학술논문

LQR performance for multi-agent systems: Benefits of introducing delayed inter-agent measurements
Document Type
Conference
Source
52nd IEEE Conference on Decision and Control Decision and Control (CDC), 2013 IEEE 52nd Annual Conference on. :5150-5155 Dec, 2013
Subject
Computing and Processing
Equations
Collaboration
Analytical models
Laplace equations
Language
ISSN
0191-2216
Abstract
This paper deals with the design of an optimal controller for a set of identical multi-agent systems. The problem under consideration is to examine if there is any benefit to adding to the classical local optimal control law, obtained from solving a Riccati equation, a term which depends on delayed relative information with respect to neighbouring agents.
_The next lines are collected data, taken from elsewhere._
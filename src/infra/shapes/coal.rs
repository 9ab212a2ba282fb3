//! Latest coking coal prices, passed through structurally.

use serde::Deserialize;
use serde_json::Value;

use super::{label_from, object_envelope, ShapeError};
use crate::domain::numeric::lenient;
use crate::domain::{CoalItem, CoalLatest};

const DATASET: &str = "coal latest";

#[derive(Debug, Deserialize)]
struct CoalLatestDto {
    #[serde(default)]
    date: Value,
    #[serde(default)]
    items: Option<Vec<Value>>,
}

#[derive(Debug, Deserialize)]
struct CoalItemDto {
    name: String,
    #[serde(default, deserialize_with = "lenient")]
    latest: Option<f64>,
    #[serde(default, deserialize_with = "lenient")]
    prev_year: Option<f64>,
    #[serde(default, deserialize_with = "lenient")]
    yoy_pct: Option<f64>,
}

pub fn build(payload: Value) -> Result<CoalLatest, ShapeError> {
    let Value::Object(ref map) = payload else {
        return Err(ShapeError::unrecognized(DATASET, &payload));
    };

    let target = object_envelope(map, &["date", "items"]).unwrap_or(&payload);
    let dto: CoalLatestDto = serde_json::from_value(target.clone())
        .map_err(|_| ShapeError::unrecognized(DATASET, target))?;

    let items = dto
        .items
        .unwrap_or_default()
        .into_iter()
        .filter_map(|item| serde_json::from_value::<CoalItemDto>(item).ok())
        .map(|item| CoalItem {
            name: item.name,
            latest: item.latest,
            prev_year: item.prev_year,
            yoy_pct: item.yoy_pct,
        })
        .collect();

    Ok(CoalLatest {
        date: label_from(&dto.date).unwrap_or_default(),
        items,
    })
}
//! Date-range helpers over the monthly product series.
//!
//! These are pure functions the views call whenever the selected range
//! changes; nothing here holds state between calls.

use time::{macros::format_description, Date, Month};

use super::view::MonthlyPoint;

/// Inclusive calendar range.
#[derive(Clone, Copy, Debug, PartialEq, Eq)]
pub struct DateRange {
    pub from: Date,
    pub to: Date,
}

impl DateRange {
    /// Builds a range, swapping the bounds if they arrive reversed.
    pub fn new(from: Date, to: Date) -> Self {
        if from <= to {
            Self { from, to }
        } else {
            Self { from: to, to: from }
        }
    }

    pub fn parse(from: &str, to: &str) -> Option<Self> {
        Some(Self::new(parse_date(from)?, parse_date(to)?))
    }

    pub fn contains(&self, date: Date) -> bool {
        self.from <= date && date <= self.to
    }

    /// `Some(year)` when the range spans January through December of a
    /// single year, which the series header renders as a yearly total.
    pub fn full_year(&self) -> Option<i32> {
        let same_year = self.from.year() == self.to.year();
        let january_to_december =
            self.from.month() == Month::January && self.to.month() == Month::December;
        (same_year && january_to_december).then_some(self.from.year())
    }

    pub fn label(&self) -> String {
        format!("{} – {}", format_date(self.from), format_date(self.to))
    }
}

pub fn parse_date(raw: &str) -> Option<Date> {
    Date::parse(raw.trim(), format_description!("[year]-[month]-[day]")).ok()
}

pub fn format_date(date: Date) -> String {
    format!(
        "{:04}-{:02}-{:02}",
        date.year(),
        u8::from(date.month()),
        date.day()
    )
}

/// Points whose date falls inside `range`. Without a range the series is
/// returned as-is; with one, points with unparseable dates are dropped.
pub fn derive_filtered_series(raw: &[MonthlyPoint], range: Option<&DateRange>) -> Vec<MonthlyPoint> {
    let Some(range) = range else {
        return raw.to_vec();
    };

    raw.iter()
        .filter(|point| parse_date(&point.date).is_some_and(|date| range.contains(date)))
        .cloned()
        .collect()
}

/// Initial range for the series view: January 1st through the latest date
/// in `current_year`, or through the latest date overall when the current
/// year has no data yet. The start is pinned to January 1st even when the
/// data begins later in the year.
pub fn default_range(points: &[MonthlyPoint], current_year: i32) -> Option<DateRange> {
    let dates: Vec<Date> = points
        .iter()
        .filter_map(|point| parse_date(&point.date))
        .collect();

    let this_year = dates
        .iter()
        .copied()
        .filter(|date| date.year() == current_year)
        .max();
    let latest = this_year.or_else(|| dates.iter().copied().max())?;
    let jan_first = Date::from_calendar_date(latest.year(), Month::January, 1).ok()?;

    Some(DateRange::new(jan_first, latest))
}

#[derive(Clone, Debug, PartialEq)]
pub struct SeriesSummary {
    pub code: String,
    /// Sum of all counts for the code.
    pub total: i64,
    /// Count at the most recent date, 0 when the code has no points.
    pub last: i64,
}

pub fn summarize(points: &[MonthlyPoint], codes: &[&str]) -> Vec<SeriesSummary> {
    codes
        .iter()
        .map(|code| {
            let matching = points.iter().filter(|point| point.series_key == *code);
            let total = matching.clone().map(|point| point.count).sum();
            let last = matching
                .max_by(|a, b| a.date.cmp(&b.date))
                .map(|point| point.count)
                .unwrap_or(0);
            SeriesSummary {
                code: code.to_string(),
                total,
                last,
            }
        })
        .collect()
}
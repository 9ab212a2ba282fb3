//! Runtime configuration.
//!
//! Layers, later wins:
//!
//! 1. Built-in defaults ([`DashboardConfig::default`])
//! 2. TOML file: `--config`, else `DASHBOARD_CONFIG`, else `config.toml`
//!    in the platform config directory
//! 3. `DASHBOARD_*` environment variables
//!
//! Missing or malformed files are skipped with a warning; a dashboard with
//! no backend configured still starts and renders its empty state.

use std::{
    fs,
    path::{Path, PathBuf},
    sync::OnceLock,
    time::Duration,
};

use directories::ProjectDirs;
use serde::{Deserialize, Serialize};
use tracing::{debug, warn};
use url::Url;

const APP_QUALIFIER: &str = "mn";
const APP_ORG: &str = "TradeDashboard";
const APP_NAME: &str = "TradeDashboard";
const CONFIG_FILENAME: &str = "config.toml";

/// How long one attempt may wait on a slow backend.
pub const DEFAULT_TIMEOUT: Duration = Duration::from_secs(30);
pub const DEFAULT_RETRIES: u8 = 1;
pub const DEFAULT_RETRY_DELAY: Duration = Duration::from_millis(250);
/// Upper bound on extra attempts per upstream call.
pub const MAX_RETRIES: u8 = 1;

pub const ENV_BASE_URL: &str = "DASHBOARD_API_BASE";
pub const ENV_CONFIG_PATH: &str = "DASHBOARD_CONFIG";
pub const ENV_TIMEOUT_SECS: &str = "DASHBOARD_TIMEOUT_SECS";
pub const ENV_RETRIES: &str = "DASHBOARD_RETRIES";
pub const ENV_RETRY_DELAY_MS: &str = "DASHBOARD_RETRY_DELAY_MS";

/// A tracked HS product code and its display name.
#[derive(Clone, Copy, Debug, PartialEq, Eq)]
pub struct ProductInfo {
    pub code: &'static str,
    pub name: &'static str,
}

/// Product codes the backend reports on when it omits its own list.
pub const DEFAULT_PRODUCTS: [ProductInfo; 4] = [
    ProductInfo {
        code: "2601",
        name: "Төмрийн хүдэр, баяжмал",
    },
    ProductInfo {
        code: "2603",
        name: "Зэсийн баяжмал",
    },
    ProductInfo {
        code: "2701",
        name: "Нүүрс",
    },
    ProductInfo {
        code: "2709",
        name: "Газрын тос",
    },
];

pub fn default_product_codes() -> Vec<String> {
    DEFAULT_PRODUCTS
        .iter()
        .map(|product| product.code.to_string())
        .collect()
}

pub fn product_name(code: &str) -> Option<&'static str> {
    DEFAULT_PRODUCTS
        .iter()
        .find(|product| product.code == code)
        .map(|product| product.name)
}

/// Relative paths of the six upstream datasets, joined onto the base URL.
#[derive(Clone, Debug, PartialEq, Eq, Serialize, Deserialize)]
#[serde(default)]
pub struct EndpointPaths {
    pub metrics: String,
    pub products_timeline: String,
    pub products_value_monthly: String,
    pub export_total: String,
    pub exchange_timeline: String,
    pub coal_latest: String,
}

impl Default for EndpointPaths {
    fn default() -> Self {
        Self {
            metrics: "dashboard/metrics".to_string(),
            products_timeline: "dashboard/export/products-timeline".to_string(),
            products_value_monthly: "dashboard/export/products-value-monthly".to_string(),
            export_total: "dashboard/export/total".to_string(),
            exchange_timeline: "dashboard/exchange/timeline".to_string(),
            coal_latest: "dashboard/coal-cny/latest".to_string(),
        }
    }
}

#[derive(Clone, Debug, PartialEq)]
pub struct DashboardConfig {
    /// Statistics backend. `None` means "not configured": the dashboard
    /// renders its empty view without touching the network.
    pub base_url: Option<Url>,
    pub timeout: Duration,
    pub retries: u8,
    pub retry_delay: Duration,
    pub endpoints: EndpointPaths,
}

impl Default for DashboardConfig {
    fn default() -> Self {
        Self {
            base_url: None,
            timeout: DEFAULT_TIMEOUT,
            retries: DEFAULT_RETRIES,
            retry_delay: DEFAULT_RETRY_DELAY,
            endpoints: EndpointPaths::default(),
        }
    }
}

impl DashboardConfig {
    pub fn with_base_url(mut self, raw: &str) -> Self {
        self.base_url = parse_base_url(raw);
        self
    }

    pub fn with_timeout(mut self, timeout: Duration) -> Self {
        self.timeout = timeout;
        self
    }

    pub fn with_retries(mut self, retries: u8) -> Self {
        self.retries = clamp_retries(retries);
        self
    }

    pub fn with_retry_delay(mut self, delay: Duration) -> Self {
        self.retry_delay = delay;
        self
    }

    fn apply_file(&mut self, file: ConfigFile) {
        if let Some(url) = file.base_url.as_deref().and_then(parse_base_url) {
            self.base_url = Some(url);
        }
        if let Some(secs) = file.timeout_secs {
            self.timeout = Duration::from_secs(secs);
        }
        if let Some(retries) = file.retries {
            self.retries = clamp_retries(retries);
        }
        if let Some(ms) = file.retry_delay_ms {
            self.retry_delay = Duration::from_millis(ms);
        }
        if let Some(endpoints) = file.endpoints {
            self.endpoints = endpoints;
        }
    }

    fn apply_env<F>(&mut self, lookup: F)
    where
        F: Fn(&str) -> Option<String>,
    {
        // An unusable value skips the layer rather than clearing a lower one.
        if let Some(url) = lookup(ENV_BASE_URL).and_then(|raw| parse_base_url(&raw)) {
            self.base_url = Some(url);
        }
        if let Some(secs) = lookup(ENV_TIMEOUT_SECS).and_then(|v| parse_env_number(ENV_TIMEOUT_SECS, &v)) {
            self.timeout = Duration::from_secs(secs);
        }
        if let Some(retries) = lookup(ENV_RETRIES).and_then(|v| parse_env_number(ENV_RETRIES, &v)) {
            self.retries = clamp_retries(u8::try_from(retries).unwrap_or(u8::MAX));
        }
        if let Some(ms) = lookup(ENV_RETRY_DELAY_MS).and_then(|v| parse_env_number(ENV_RETRY_DELAY_MS, &v)) {
            self.retry_delay = Duration::from_millis(ms);
        }
    }
}

#[derive(Debug, Default, Deserialize)]
#[serde(default)]
struct ConfigFile {
    base_url: Option<String>,
    timeout_secs: Option<u64>,
    retries: Option<u8>,
    retry_delay_ms: Option<u64>,
    endpoints: Option<EndpointPaths>,
}

static PATH_OVERRIDE: OnceLock<PathBuf> = OnceLock::new();

/// Pin the config file location for the rest of the process (`--config`).
pub fn set_path_override(path: PathBuf) {
    if PATH_OVERRIDE.set(path).is_err() {
        warn!("[config] config path already set; ignoring override");
    }
}

/// Resolve the configuration from all layers.
pub fn load() -> DashboardConfig {
    load_from(PATH_OVERRIDE.get().map(PathBuf::as_path))
}

pub fn load_from(path_override: Option<&Path>) -> DashboardConfig {
    let mut config = DashboardConfig::default();

    if let Some(file) = config_file_path(path_override).and_then(|path| load_toml_file(&path)) {
        config.apply_file(file);
    }

    config.apply_env(|key| std::env::var(key).ok());

    debug!(
        "[config] base_url={:?} timeout={:?} retries={}",
        config.base_url.as_ref().map(Url::as_str),
        config.timeout,
        config.retries
    );
    config
}

pub(crate) fn project_dirs() -> Option<ProjectDirs> {
    ProjectDirs::from(APP_QUALIFIER, APP_ORG, APP_NAME)
}

fn config_file_path(path_override: Option<&Path>) -> Option<PathBuf> {
    if let Some(path) = path_override {
        return Some(path.to_path_buf());
    }
    if let Ok(raw) = std::env::var(ENV_CONFIG_PATH) {
        if !raw.trim().is_empty() {
            return Some(PathBuf::from(raw));
        }
    }
    project_dirs().map(|dirs| dirs.config_dir().join(CONFIG_FILENAME))
}

fn load_toml_file(path: &Path) -> Option<ConfigFile> {
    let content = fs::read_to_string(path).ok()?;
    match toml::from_str(&content) {
        Ok(file) => Some(file),
        Err(err) => {
            warn!("[config] ignoring malformed {}: {err}", path.display());
            None
        }
    }
}

/// Parse a backend base URL. Blank means "not configured". The path always
/// ends in `/` so endpoint paths join underneath it instead of replacing
/// its last segment.
pub fn parse_base_url(raw: &str) -> Option<Url> {
    let trimmed = raw.trim();
    if trimmed.is_empty() {
        return None;
    }

    let mut url = match Url::parse(trimmed) {
        Ok(url) => url,
        Err(err) => {
            warn!("[config] ignoring invalid base URL {trimmed:?}: {err}");
            return None;
        }
    };
    if !matches!(url.scheme(), "http" | "https") {
        warn!("[config] ignoring base URL with unsupported scheme {trimmed:?}");
        return None;
    }
    if !url.path().ends_with('/') {
        let path = format!("{}/", url.path());
        url.set_path(&path);
    }
    Some(url)
}

fn clamp_retries(retries: u8) -> u8 {
    if retries > MAX_RETRIES {
        warn!("[config] retries={retries} exceeds the maximum of {MAX_RETRIES}; clamping");
        MAX_RETRIES
    } else {
        retries
    }
}

fn parse_env_number(key: &str, raw: &str) -> Option<u64> {
    match raw.trim().parse::<u64>() {
        Ok(value) => Some(value),
        Err(_) => {
            warn!("[config] ignoring {key}={raw:?}: not a whole number");
            None
        }
    }
}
The resulting control law has a local linear feedback term (from solving the Riccati equation) and a consensus-like term which depends on a delayed version of the relative states with respect to its neighbours. The resulting closed loop system at a network level is linear and involves delayed states. A Lyapunov-Krasovskii approach is used to synthesize the gain associated with the consensus term to provide sub-optimal LQR-like performance at a network level. Situations are demonstrated when this approach provides better performance (in terms of the LQR cost) than when a traditional decentralised approach is adopted.